DIRECTIONS. A stretch of the entries below is to be set down exactly, running from the line with "pub fn registry(&self)" through the line with "pub fn set_terrain(&mut", both included, and no other line.

** Opening SUPPLIED INFORMATION block **

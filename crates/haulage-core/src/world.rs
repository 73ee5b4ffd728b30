//! The world arena: entities, tile occupancy and terrain.
//!
//! Entities live in a [`SlotMap`] keyed by [`EntityId`]; their tiles live in a
//! [`SpatialIndex`]. Producer and container views are never stored here: they
//! are projected from an entity and its tile on demand (see
//! [`crate::classify`]).

use crate::container::Chest;
use crate::floor::{self, FloorToken};
use crate::grid::{Footprint, GridPosition, SpatialError, SpatialIndex};
use crate::id::{EntityId, FlooringId};
use crate::producer::{CrabPot, GardenPot, MachineInstance, ShippingBin};
use crate::registry::Registry;
use crate::specialization::Specialization;
use serde::{Deserialize, Serialize};
use slotmap::SlotMap;
use std::collections::BTreeMap;
use std::sync::Arc;

// ---------------------------------------------------------------------------
// Terrain
// ---------------------------------------------------------------------------

/// Whether the world is a roofed interior or open ground. Interiors treat
/// plain open tiles as floor; outdoors only laid flooring counts.
#[derive(Debug, Clone, Copy, Default, PartialEq, Eq, Serialize, Deserialize)]
pub enum Environment {
    #[default]
    Indoor,
    Outdoor,
}

/// Static properties of one tile.
#[derive(Debug, Clone, Copy, Default, PartialEq, Eq, Serialize, Deserialize)]
pub struct Terrain {
    pub passable: bool,
    pub placeable: bool,
    pub flooring: Option<FlooringId>,
}

impl Terrain {
    /// Walkable, buildable ground with nothing laid on it.
    pub fn open() -> Self {
        Self {
            passable: true,
            placeable: true,
            flooring: None,
        }
    }

    pub fn floored(flooring: FlooringId) -> Self {
        Self {
            flooring: Some(flooring),
            ..Self::open()
        }
    }

    /// Neither walkable nor buildable. Also the value of unknown tiles.
    pub fn wall() -> Self {
        Self::default()
    }
}

// ---------------------------------------------------------------------------
// Entities
// ---------------------------------------------------------------------------

/// A worker hub.
#[derive(Debug, Clone, PartialEq, Eq, Serialize, Deserialize)]
pub struct Hub {
    /// The tile a worker stands on to service the hub.
    pub access_point: GridPosition,
    pub specialization: Specialization,
    pub workers: u32,
    /// Workers currently out on an assignment.
    pub busy: u32,
}

impl Hub {
    pub fn new(access_point: GridPosition, specialization: Specialization, workers: u32) -> Self {
        Self {
            access_point,
            specialization,
            workers,
            busy: 0,
        }
    }

    pub fn idle_workers(&self) -> u32 {
        self.workers.saturating_sub(self.busy)
    }
}

/// What an entity is. Raw world content; the classifier decides what role,
/// if any, it plays in logistics.
#[derive(Debug, Clone, Serialize, Deserialize)]
pub enum EntityKind {
    Hub(Hub),
    Machine(MachineInstance),
    CrabPot(CrabPot),
    GardenPot(GardenPot),
    Chest(Chest),
    ShippingBin(ShippingBin),
    /// Anything else (fences, furniture, third-party content).
    Other { name: String },
}

#[derive(Debug, Clone, Serialize, Deserialize)]
pub struct Entity {
    pub kind: EntityKind,
    /// Opaque key/value state persisted with the entity.
    #[serde(default)]
    pub metadata: BTreeMap<String, String>,
}

impl Entity {
    pub fn new(kind: EntityKind) -> Self {
        Self {
            kind,
            metadata: BTreeMap::new(),
        }
    }
}

#[derive(Debug, thiserror::Error)]
pub enum WorldError {
    #[error(transparent)]
    Spatial(#[from] SpatialError),
    #[error("entity {0:?} not found")]
    NotFound(EntityId),
}

// ---------------------------------------------------------------------------
// WorldGrid
// ---------------------------------------------------------------------------

/// Read-only tile queries the work finder runs against.
pub trait WorldGrid {
    fn occupant_at(&self, tile: GridPosition) -> Option<EntityId>;
    fn floor_token_at(&self, tile: GridPosition) -> Option<FloorToken>;
    fn is_passable_and_placeable(&self, tile: GridPosition) -> bool;
}

// ---------------------------------------------------------------------------
// World
// ---------------------------------------------------------------------------

pub struct World {
    registry: Arc<Registry>,
    environment: Environment,
    entities: SlotMap<EntityId, Entity>,
    spatial: SpatialIndex,
    terrain: BTreeMap<GridPosition, Terrain>,
}

impl World {
    pub fn new(registry: Arc<Registry>, environment: Environment) -> Self {
        Self {
            registry,
            environment,
            entities: SlotMap::with_key(),
            spatial: SpatialIndex::new(),
            terrain: BTreeMap::new(),
        }
    }

    pub fn registry(&self) -> &Registry {
        &self.registry
    }

    pub fn environment(&self) -> Environment {
        self.environment
    }

    // -- Terrain --

    pub fn set_terrain(&mut self, tile: GridPosition, terrain: Terrain) {
        self.terrain.insert(tile, terrain);
    }

    /// Set every tile in the inclusive rectangle spanned by `a` and `b`.
    pub fn fill_terrain(&mut self, a: GridPosition, b: GridPosition, terrain: Terrain) {
        for y in a.y.min(b.y)..=a.y.max(b.y) {
            for x in a.x.min(b.x)..=a.x.max(b.x) {
                self.terrain.insert(GridPosition::new(x, y), terrain);
            }
        }
    }

    pub fn terrain(&self, tile: GridPosition) -> Terrain {
        self.terrain.get(&tile).copied().unwrap_or_default()
    }

    // -- Entities --

    /// Place a 1x1 entity.
    pub fn place(&mut self, tile: GridPosition, kind: EntityKind) -> Result<EntityId, WorldError> {
        self.place_with_footprint(tile, Footprint::single(), kind)
    }

    pub fn place_with_footprint(
        &mut self,
        origin: GridPosition,
        footprint: Footprint,
        kind: EntityKind,
    ) -> Result<EntityId, WorldError> {
        let id = self.entities.insert(Entity::new(kind));
        if let Err(e) = self.spatial.place(id, origin, footprint) {
            self.entities.remove(id);
            return Err(e.into());
        }
        Ok(id)
    }

    pub fn remove(&mut self, id: EntityId) -> Result<Entity, WorldError> {
        let entity = self.entities.remove(id).ok_or(WorldError::NotFound(id))?;
        self.spatial.remove(id)?;
        Ok(entity)
    }

    pub fn entity(&self, id: EntityId) -> Option<&Entity> {
        self.entities.get(id)
    }

    pub fn entity_mut(&mut self, id: EntityId) -> Option<&mut Entity> {
        self.entities.get_mut(id)
    }

    /// Mutable entity access alongside the registry it is defined against.
    pub(crate) fn split_entity_mut(&mut self, id: EntityId) -> Option<(&mut Entity, &Registry)> {
        let entity = self.entities.get_mut(id)?;
        Some((entity, &self.registry))
    }

    pub fn entity_count(&self) -> usize {
        self.entities.len()
    }

    /// Origin tile of an entity.
    pub fn position(&self, id: EntityId) -> Option<GridPosition> {
        self.spatial.get_position(id)
    }

    pub fn entities(&self) -> impl Iterator<Item = (EntityId, &Entity)> {
        self.entities.iter()
    }

    pub(crate) fn entities_mut(&mut self) -> impl Iterator<Item = (EntityId, &mut Entity)> {
        self.entities.iter_mut()
    }

    // -- Typed accessors --

    pub fn hubs(&self) -> impl Iterator<Item = (EntityId, &Hub)> {
        self.entities.iter().filter_map(|(id, e)| match &e.kind {
            EntityKind::Hub(hub) => Some((id, hub)),
            _ => None,
        })
    }

    pub fn hub(&self, id: EntityId) -> Option<&Hub> {
        match &self.entities.get(id)?.kind {
            EntityKind::Hub(hub) => Some(hub),
            _ => None,
        }
    }

    pub fn hub_mut(&mut self, id: EntityId) -> Option<&mut Hub> {
        match &mut self.entities.get_mut(id)?.kind {
            EntityKind::Hub(hub) => Some(hub),
            _ => None,
        }
    }

    pub fn chest(&self, id: EntityId) -> Option<&Chest> {
        match &self.entities.get(id)?.kind {
            EntityKind::Chest(chest) => Some(chest),
            _ => None,
        }
    }

    pub fn chest_mut(&mut self, id: EntityId) -> Option<&mut Chest> {
        match &mut self.entities.get_mut(id)?.kind {
            EntityKind::Chest(chest) => Some(chest),
            _ => None,
        }
    }

    pub fn machine(&self, id: EntityId) -> Option<&MachineInstance> {
        match &self.entities.get(id)?.kind {
            EntityKind::Machine(machine) => Some(machine),
            _ => None,
        }
    }

    pub fn machine_mut(&mut self, id: EntityId) -> Option<&mut MachineInstance> {
        match &mut self.entities.get_mut(id)?.kind {
            EntityKind::Machine(machine) => Some(machine),
            _ => None,
        }
    }
}

impl WorldGrid for World {
    fn occupant_at(&self, tile: GridPosition) -> Option<EntityId> {
        self.spatial.entity_at(tile)
    }

    fn floor_token_at(&self, tile: GridPosition) -> Option<FloorToken> {
        floor::floor_token(
            self.environment,
            &self.terrain(tile),
            self.spatial.is_occupied(tile),
        )
    }

    fn is_passable_and_placeable(&self, tile: GridPosition) -> bool {
        let terrain = self.terrain(tile);
        terrain.passable && terrain.placeable
    }
}

impl std::fmt::Debug for World {
    fn fmt(&self, f: &mut std::fmt::Formatter<'_>) -> std::fmt::Result {
        f.debug_struct("World")
            .field("environment", &self.environment)
            .field("entities", &self.entities.len())
            .field("terrain_tiles", &self.terrain.len())
            .finish()
    }
}
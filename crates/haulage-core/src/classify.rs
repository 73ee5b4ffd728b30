//! Turn raw tile occupants into producer or container views.
//!
//! Rules apply in priority order:
//!
//! 1. Machines flagged `excluded` (or with no rules, or no definition) are
//!    inert.
//! 2. Crab pots and garden pots get their dedicated producers.
//! 3. Remaining machines become generic data-driven producers.
//! 4. Mini shipping bins and shipping bin buildings become output bins.
//! 5. Standard chests become containers; everything else is inert.
//!
//! Nothing here is an error: content the rules do not recognize is inert.

use crate::container::{ChestKind, Container};
use crate::grid::GridPosition;
use crate::id::EntityId;
use crate::producer::{Producer, ProducerKind};
use crate::registry::Registry;
use crate::world::{Entity, EntityKind, World, WorldGrid};

/// The logistics role of a tile occupant.
#[derive(Debug, Clone, Copy, PartialEq, Eq)]
pub enum Occupant {
    Inert,
    Producer(Producer),
    Container(Container),
}

/// Classify whatever occupies `tile`. Empty tiles are inert.
pub fn classify(world: &World, tile: GridPosition) -> Occupant {
    let Some(id) = world.occupant_at(tile) else {
        return Occupant::Inert;
    };
    match world.entity(id) {
        Some(entity) => classify_entity(world.registry(), id, entity, tile),
        None => Occupant::Inert,
    }
}

pub fn classify_entity(registry: &Registry, id: EntityId, entity: &Entity, tile: GridPosition) -> Occupant {
    let producer = |kind| Occupant::Producer(Producer::new(id, tile, kind));
    match &entity.kind {
        EntityKind::Machine(m) => match registry.get_machine(m.machine) {
            Some(def) if !def.excluded && !def.rules.is_empty() => producer(ProducerKind::Machine),
            _ => Occupant::Inert,
        },
        EntityKind::CrabPot(_) => producer(ProducerKind::Trap),
        EntityKind::GardenPot(_) => producer(ProducerKind::Pot),
        EntityKind::ShippingBin(_) => producer(ProducerKind::OutputBin),
        EntityKind::Chest(chest) => match chest.kind {
            ChestKind::MiniShippingBin => producer(ProducerKind::OutputBin),
            ChestKind::Standard => Occupant::Container(Container::new(id, tile)),
            ChestKind::Locked => Occupant::Inert,
        },
        EntityKind::Hub(_) | EntityKind::Other { .. } => Occupant::Inert,
    }
}
//! Host-side simulation time: runs producer timers forward.

use crate::world::{EntityKind, World};

impl World {
    /// Advance every machine, trap and pot by `minutes`.
    pub fn advance_minutes(&mut self, minutes: u32) {
        for (_, entity) in self.entities_mut() {
            match &mut entity.kind {
                EntityKind::Machine(m) => m.advance(minutes),
                EntityKind::CrabPot(p) => p.advance(minutes),
                EntityKind::GardenPot(p) => p.advance(minutes),
                _ => {}
            }
        }
    }
}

** Closing SUPPLIED INFORMATION block **

EXERCISE OUTPUT.
    pub fn registry(&self) -> &Registry {
        &self.registry
    }

    pub fn environment(&self) -> Environment {
        self.environment
    }

    // -- Terrain --

    pub fn set_terrain(&mut self, tile: GridPosition, terrain: Terrain) {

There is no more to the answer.